Provided material:
========

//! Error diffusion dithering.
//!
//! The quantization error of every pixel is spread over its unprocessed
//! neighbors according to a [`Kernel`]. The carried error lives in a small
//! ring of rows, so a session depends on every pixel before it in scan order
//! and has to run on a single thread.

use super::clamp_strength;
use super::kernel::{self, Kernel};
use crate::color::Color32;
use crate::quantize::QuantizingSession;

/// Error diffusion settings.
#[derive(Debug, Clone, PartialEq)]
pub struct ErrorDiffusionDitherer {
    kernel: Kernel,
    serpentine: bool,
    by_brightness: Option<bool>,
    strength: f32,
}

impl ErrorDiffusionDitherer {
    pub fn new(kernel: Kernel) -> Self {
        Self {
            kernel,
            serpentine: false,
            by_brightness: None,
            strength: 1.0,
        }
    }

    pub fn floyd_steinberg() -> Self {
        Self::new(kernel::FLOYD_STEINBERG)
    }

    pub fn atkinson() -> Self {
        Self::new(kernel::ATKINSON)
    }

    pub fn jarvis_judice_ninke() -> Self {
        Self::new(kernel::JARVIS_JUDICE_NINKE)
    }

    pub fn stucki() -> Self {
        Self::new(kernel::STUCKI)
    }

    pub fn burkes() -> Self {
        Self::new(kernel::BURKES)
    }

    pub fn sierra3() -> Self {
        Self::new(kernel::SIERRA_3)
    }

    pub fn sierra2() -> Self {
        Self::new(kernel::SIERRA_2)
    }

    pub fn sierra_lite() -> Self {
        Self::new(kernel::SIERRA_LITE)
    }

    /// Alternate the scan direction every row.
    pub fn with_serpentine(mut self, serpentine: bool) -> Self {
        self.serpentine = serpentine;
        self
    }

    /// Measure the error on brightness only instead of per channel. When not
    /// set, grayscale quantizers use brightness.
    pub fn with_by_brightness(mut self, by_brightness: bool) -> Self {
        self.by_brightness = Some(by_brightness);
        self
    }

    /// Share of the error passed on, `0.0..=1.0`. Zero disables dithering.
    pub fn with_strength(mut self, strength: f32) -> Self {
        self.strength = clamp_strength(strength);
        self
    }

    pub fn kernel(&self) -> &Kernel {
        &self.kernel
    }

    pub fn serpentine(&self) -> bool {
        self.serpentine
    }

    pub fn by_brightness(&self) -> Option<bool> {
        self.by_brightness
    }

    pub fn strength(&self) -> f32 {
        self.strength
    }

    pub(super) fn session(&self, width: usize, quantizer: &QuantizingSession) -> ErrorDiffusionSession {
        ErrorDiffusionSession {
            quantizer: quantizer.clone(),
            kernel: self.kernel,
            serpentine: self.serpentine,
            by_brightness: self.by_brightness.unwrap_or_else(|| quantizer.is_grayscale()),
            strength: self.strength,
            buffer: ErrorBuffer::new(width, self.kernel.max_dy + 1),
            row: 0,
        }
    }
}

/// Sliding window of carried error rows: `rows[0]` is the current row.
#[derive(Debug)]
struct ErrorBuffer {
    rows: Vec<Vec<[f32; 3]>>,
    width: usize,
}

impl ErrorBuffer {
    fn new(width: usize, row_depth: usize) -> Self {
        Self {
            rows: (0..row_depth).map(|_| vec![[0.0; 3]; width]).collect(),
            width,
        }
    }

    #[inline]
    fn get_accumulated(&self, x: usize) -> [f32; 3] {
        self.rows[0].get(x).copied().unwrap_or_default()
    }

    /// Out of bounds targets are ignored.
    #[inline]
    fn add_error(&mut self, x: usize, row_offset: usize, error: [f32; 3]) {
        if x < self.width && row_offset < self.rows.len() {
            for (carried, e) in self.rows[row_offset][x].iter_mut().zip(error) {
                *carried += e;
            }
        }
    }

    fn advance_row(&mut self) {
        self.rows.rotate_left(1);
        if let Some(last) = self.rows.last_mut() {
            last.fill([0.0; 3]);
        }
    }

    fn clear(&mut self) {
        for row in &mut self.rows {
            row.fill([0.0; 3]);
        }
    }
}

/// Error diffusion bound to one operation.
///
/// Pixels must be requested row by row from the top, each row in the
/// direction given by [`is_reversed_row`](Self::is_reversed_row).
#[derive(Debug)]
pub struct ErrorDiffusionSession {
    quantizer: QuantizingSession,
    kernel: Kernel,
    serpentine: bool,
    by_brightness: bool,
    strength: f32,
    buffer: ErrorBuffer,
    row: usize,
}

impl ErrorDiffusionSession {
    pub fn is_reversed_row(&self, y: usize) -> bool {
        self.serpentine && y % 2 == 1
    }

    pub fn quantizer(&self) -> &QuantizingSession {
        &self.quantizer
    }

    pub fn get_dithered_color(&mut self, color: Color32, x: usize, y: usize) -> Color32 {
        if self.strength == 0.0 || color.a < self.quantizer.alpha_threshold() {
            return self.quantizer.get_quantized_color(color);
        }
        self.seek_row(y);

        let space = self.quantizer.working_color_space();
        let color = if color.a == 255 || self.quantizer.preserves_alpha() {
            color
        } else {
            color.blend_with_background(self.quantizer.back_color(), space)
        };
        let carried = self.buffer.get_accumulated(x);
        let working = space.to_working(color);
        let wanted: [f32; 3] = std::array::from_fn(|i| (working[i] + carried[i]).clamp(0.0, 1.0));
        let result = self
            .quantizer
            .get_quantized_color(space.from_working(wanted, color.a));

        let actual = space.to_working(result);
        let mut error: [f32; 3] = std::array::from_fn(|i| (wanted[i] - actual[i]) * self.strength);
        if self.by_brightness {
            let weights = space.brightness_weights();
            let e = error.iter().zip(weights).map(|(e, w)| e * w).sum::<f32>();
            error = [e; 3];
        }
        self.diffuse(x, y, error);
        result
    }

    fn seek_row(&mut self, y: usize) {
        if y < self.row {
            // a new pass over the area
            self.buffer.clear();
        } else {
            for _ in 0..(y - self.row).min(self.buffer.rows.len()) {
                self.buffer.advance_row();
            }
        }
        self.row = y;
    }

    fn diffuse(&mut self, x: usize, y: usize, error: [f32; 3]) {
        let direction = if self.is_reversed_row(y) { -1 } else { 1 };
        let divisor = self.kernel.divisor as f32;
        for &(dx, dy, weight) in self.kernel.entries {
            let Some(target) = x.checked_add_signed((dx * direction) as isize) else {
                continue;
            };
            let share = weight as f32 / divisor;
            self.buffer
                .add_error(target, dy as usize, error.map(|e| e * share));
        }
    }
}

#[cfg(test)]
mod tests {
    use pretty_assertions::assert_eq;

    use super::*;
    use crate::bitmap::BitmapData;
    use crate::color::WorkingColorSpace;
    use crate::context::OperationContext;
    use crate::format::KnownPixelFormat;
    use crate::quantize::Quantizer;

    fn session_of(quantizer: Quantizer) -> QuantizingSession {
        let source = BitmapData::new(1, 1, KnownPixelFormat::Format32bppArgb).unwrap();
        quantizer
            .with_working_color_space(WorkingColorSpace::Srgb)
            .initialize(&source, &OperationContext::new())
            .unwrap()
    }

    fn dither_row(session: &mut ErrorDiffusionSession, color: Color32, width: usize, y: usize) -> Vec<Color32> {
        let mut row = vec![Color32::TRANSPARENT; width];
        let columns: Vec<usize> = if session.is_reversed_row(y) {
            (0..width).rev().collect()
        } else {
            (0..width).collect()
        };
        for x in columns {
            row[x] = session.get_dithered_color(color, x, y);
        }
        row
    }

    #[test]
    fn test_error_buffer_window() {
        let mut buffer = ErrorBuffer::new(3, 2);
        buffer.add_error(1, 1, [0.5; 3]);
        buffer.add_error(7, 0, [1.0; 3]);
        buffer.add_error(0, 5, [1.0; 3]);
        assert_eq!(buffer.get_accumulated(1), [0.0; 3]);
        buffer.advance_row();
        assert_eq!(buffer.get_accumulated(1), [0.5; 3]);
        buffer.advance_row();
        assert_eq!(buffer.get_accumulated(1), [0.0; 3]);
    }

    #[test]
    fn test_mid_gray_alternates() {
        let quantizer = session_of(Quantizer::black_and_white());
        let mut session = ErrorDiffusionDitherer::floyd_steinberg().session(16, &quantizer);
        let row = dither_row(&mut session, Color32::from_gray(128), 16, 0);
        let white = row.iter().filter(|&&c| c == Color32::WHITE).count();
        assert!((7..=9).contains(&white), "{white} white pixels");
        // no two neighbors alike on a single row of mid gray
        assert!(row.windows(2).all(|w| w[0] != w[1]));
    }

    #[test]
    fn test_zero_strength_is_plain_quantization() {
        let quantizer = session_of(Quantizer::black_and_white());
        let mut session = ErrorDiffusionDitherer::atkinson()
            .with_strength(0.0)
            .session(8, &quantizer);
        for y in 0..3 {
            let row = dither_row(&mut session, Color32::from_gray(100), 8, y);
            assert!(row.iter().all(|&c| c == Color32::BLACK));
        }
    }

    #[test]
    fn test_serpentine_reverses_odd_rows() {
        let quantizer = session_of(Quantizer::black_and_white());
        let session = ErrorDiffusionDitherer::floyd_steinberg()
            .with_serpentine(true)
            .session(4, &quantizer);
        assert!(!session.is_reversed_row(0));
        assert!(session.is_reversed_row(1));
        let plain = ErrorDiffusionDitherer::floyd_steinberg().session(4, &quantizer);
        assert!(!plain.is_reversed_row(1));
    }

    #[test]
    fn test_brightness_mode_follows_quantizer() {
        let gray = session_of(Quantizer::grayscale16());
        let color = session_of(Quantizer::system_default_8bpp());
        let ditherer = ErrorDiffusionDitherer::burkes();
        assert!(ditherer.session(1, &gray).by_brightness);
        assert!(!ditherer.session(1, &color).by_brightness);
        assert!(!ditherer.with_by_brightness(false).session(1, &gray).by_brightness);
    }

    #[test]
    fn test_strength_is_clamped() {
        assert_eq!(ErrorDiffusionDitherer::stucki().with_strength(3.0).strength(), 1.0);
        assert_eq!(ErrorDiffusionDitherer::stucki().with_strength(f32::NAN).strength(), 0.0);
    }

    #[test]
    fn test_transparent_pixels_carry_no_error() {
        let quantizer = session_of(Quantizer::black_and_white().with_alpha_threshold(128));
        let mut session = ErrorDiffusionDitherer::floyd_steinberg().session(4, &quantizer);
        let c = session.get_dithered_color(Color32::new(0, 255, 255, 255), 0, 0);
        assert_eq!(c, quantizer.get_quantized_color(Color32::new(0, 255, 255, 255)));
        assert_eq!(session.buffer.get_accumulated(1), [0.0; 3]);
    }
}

========

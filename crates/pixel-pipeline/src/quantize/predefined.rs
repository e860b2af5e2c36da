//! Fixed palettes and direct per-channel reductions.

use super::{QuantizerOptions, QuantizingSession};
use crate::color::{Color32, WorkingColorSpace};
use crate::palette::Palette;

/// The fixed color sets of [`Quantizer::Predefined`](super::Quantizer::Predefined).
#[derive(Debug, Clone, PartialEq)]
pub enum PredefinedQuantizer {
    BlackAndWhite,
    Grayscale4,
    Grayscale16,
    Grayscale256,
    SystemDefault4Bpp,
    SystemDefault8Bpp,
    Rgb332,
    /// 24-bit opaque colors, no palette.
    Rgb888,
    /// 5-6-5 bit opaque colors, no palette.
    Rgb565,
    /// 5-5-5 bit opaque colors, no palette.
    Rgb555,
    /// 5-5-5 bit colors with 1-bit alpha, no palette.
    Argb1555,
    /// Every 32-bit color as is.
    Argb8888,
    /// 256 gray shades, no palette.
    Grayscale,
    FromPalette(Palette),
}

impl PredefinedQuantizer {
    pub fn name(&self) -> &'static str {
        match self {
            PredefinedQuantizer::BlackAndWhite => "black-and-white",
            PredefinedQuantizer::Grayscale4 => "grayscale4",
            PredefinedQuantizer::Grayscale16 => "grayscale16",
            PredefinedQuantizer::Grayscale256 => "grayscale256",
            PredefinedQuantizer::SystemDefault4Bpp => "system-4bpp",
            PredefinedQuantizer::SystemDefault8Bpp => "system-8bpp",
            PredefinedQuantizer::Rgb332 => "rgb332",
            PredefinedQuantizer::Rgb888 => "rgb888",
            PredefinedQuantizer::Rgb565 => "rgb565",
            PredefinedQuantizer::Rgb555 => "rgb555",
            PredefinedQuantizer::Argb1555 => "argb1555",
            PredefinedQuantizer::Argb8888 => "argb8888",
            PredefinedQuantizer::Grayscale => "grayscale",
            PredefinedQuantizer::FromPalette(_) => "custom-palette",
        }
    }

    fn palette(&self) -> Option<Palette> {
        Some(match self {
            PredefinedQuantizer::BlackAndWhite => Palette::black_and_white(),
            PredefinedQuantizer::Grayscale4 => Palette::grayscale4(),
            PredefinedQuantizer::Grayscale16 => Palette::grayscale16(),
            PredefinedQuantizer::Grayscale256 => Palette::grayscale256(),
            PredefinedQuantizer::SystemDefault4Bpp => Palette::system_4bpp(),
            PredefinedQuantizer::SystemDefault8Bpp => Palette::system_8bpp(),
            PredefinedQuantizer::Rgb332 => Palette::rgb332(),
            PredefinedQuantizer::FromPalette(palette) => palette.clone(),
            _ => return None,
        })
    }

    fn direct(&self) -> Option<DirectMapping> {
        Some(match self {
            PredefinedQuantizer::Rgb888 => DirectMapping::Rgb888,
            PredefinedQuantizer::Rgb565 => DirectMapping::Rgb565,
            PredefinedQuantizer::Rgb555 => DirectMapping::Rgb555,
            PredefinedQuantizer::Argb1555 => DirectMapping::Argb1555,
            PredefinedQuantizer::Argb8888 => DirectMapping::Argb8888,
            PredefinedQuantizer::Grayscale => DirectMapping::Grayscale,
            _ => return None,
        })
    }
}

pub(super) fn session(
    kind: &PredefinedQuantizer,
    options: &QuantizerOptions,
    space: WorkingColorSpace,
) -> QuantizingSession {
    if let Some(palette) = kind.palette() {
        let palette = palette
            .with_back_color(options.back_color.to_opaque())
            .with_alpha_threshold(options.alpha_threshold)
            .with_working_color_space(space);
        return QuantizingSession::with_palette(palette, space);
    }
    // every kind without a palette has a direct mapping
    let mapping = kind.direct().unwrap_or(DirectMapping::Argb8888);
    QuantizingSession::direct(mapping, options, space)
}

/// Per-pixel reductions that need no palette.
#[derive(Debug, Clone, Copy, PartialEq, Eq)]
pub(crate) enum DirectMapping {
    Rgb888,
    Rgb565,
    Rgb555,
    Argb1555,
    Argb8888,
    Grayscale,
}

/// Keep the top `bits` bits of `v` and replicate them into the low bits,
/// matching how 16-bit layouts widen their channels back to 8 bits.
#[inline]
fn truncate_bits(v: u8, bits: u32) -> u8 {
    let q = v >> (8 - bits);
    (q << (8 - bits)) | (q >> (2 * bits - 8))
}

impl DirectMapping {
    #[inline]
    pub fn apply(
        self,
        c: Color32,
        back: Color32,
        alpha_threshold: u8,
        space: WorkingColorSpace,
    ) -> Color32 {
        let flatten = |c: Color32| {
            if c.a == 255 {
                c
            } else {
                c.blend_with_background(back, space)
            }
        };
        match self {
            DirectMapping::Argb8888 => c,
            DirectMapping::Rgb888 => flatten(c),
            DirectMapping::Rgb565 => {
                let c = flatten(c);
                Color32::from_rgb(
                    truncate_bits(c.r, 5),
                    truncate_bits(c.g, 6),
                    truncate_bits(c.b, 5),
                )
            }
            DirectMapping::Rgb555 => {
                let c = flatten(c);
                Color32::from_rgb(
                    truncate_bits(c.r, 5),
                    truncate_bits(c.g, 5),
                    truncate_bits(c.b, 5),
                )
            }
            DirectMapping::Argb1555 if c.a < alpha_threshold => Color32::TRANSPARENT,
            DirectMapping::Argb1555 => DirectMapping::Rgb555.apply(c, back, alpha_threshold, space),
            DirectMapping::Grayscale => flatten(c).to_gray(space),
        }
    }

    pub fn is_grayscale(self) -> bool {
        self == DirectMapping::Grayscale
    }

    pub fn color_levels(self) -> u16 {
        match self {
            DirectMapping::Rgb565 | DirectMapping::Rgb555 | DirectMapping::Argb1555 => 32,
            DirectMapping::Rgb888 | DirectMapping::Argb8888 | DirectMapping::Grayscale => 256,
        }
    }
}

========

Exercise aim:
Out of the preceding entries, pull every line containing the string "divisor".

Response to this exercise:
        let divisor = self.kernel.divisor as f32;
            let share = weight as f32 / divisor;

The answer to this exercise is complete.